(Beginning of AVAILABLE DATA)
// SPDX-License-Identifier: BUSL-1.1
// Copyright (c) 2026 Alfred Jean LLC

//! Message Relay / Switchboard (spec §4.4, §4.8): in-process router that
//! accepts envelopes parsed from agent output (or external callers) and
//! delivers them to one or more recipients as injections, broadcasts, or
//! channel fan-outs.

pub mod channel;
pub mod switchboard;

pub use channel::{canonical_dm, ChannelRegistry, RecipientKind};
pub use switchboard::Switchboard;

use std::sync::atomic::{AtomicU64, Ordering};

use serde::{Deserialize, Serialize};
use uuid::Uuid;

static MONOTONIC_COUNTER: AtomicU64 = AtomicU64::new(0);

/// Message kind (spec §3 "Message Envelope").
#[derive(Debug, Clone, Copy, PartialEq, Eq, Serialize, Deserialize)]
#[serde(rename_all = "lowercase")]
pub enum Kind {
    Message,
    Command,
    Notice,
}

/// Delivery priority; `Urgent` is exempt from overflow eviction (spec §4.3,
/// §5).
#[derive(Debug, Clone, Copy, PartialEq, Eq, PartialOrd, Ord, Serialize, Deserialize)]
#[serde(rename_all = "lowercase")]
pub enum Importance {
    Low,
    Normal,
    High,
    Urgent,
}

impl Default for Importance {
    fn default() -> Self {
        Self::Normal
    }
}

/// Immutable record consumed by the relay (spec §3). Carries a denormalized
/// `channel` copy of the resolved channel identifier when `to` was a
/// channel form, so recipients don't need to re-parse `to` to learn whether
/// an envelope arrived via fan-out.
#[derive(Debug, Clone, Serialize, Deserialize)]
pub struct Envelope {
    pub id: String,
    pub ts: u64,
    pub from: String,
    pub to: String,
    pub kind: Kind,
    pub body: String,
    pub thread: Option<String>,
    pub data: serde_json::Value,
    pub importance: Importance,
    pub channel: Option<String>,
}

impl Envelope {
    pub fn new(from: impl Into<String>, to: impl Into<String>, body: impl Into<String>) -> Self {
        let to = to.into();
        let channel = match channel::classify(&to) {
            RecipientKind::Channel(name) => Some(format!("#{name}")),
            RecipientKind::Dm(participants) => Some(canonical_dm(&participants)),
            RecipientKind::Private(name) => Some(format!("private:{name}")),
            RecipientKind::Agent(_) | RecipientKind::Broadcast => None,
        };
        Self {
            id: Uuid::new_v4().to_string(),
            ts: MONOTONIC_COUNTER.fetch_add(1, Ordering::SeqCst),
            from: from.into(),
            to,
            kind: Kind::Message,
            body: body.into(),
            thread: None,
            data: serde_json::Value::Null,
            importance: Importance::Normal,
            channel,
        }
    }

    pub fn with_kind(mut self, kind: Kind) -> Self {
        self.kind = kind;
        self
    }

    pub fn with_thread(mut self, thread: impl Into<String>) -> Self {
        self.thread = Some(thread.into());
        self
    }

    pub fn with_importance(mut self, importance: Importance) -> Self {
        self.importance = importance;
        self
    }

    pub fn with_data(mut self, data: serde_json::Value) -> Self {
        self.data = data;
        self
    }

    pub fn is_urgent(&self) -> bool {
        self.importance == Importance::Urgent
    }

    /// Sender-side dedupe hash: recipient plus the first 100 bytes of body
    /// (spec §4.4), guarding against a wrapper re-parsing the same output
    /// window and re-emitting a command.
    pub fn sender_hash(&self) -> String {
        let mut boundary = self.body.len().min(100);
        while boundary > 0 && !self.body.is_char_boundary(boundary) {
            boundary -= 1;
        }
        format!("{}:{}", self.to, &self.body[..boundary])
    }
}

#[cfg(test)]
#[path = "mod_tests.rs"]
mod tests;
(End of AVAILABLE DATA)
(Beginning of AVAILABLE DATA)
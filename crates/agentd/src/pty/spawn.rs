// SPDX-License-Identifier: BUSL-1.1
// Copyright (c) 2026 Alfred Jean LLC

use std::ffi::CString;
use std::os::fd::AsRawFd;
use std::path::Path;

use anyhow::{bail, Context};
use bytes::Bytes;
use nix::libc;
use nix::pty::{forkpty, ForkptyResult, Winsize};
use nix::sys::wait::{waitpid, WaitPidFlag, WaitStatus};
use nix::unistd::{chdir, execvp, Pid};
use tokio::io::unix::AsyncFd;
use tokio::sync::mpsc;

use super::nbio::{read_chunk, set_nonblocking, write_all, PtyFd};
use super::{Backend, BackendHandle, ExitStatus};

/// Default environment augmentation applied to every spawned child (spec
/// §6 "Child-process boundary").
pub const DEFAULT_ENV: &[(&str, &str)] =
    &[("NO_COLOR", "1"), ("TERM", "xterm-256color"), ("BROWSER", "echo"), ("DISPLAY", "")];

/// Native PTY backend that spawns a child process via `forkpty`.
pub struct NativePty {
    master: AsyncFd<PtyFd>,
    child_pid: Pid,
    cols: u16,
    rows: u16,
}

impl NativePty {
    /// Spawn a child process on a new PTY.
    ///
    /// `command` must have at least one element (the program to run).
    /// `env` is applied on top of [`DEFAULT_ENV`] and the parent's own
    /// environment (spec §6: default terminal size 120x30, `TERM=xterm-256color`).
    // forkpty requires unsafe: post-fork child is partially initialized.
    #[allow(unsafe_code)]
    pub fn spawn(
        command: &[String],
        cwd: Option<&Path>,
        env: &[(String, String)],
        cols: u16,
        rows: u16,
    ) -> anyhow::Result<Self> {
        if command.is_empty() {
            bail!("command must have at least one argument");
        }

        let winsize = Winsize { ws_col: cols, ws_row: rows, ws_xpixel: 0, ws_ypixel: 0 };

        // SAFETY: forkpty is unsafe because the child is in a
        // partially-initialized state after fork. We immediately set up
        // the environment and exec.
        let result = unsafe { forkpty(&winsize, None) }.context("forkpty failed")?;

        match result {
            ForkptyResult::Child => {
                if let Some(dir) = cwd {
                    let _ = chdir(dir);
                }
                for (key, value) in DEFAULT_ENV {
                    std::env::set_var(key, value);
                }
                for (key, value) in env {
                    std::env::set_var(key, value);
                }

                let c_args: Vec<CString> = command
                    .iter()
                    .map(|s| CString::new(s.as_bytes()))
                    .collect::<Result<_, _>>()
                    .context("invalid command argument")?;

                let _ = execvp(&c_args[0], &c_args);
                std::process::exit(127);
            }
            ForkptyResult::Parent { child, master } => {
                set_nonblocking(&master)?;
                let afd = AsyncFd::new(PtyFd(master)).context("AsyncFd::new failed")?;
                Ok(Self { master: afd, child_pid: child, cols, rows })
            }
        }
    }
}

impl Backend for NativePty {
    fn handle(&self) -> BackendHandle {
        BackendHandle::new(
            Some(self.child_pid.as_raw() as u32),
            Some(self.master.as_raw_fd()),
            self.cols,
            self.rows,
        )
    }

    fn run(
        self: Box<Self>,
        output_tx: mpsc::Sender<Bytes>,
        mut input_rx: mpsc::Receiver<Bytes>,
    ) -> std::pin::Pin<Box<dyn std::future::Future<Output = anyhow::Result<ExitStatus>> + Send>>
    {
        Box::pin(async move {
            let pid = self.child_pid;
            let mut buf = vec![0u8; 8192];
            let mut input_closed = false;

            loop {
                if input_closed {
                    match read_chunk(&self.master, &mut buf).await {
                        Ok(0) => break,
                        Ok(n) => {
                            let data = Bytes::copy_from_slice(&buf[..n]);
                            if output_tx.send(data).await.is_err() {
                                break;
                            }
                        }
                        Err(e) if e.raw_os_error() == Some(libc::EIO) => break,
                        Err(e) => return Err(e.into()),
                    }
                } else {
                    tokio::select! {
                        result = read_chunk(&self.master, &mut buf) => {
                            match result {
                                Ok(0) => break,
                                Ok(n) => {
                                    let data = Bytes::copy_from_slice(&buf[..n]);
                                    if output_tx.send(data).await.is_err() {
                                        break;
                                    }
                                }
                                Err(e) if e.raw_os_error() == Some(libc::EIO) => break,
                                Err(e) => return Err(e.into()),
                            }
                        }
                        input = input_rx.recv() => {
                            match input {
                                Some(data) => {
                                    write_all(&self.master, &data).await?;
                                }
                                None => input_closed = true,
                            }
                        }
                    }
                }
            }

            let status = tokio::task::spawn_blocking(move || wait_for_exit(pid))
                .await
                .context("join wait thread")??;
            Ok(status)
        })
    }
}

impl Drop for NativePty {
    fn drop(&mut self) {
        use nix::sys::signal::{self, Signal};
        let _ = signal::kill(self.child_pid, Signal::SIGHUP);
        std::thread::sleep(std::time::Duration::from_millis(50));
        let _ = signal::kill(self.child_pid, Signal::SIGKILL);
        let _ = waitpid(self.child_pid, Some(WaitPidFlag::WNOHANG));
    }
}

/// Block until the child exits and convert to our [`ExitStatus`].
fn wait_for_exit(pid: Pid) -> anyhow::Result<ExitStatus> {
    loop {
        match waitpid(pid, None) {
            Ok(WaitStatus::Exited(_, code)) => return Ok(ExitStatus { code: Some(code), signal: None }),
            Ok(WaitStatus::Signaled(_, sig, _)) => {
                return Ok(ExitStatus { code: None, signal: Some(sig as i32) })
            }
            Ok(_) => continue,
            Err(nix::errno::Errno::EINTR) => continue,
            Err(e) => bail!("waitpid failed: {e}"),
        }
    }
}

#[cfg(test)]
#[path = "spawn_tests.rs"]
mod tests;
(End of AVAILABLE DATA)
EXERCISE DESCRIPTION: Look through the entries above, and wherever a line holds the string "master", copy it.

ANSWER TO THIS EXERCISE:
    master: AsyncFd<PtyFd>,
            ForkptyResult::Parent { child, master } => {
                set_nonblocking(&master)?;
                let afd = AsyncFd::new(PtyFd(master)).context("AsyncFd::new failed")?;
                Ok(Self { master: afd, child_pid: child, cols, rows })
            Some(self.master.as_raw_fd()),
                    match read_chunk(&self.master, &mut buf).await {
                        result = read_chunk(&self.master, &mut buf) => {
                                    write_all(&self.master, &data).await?;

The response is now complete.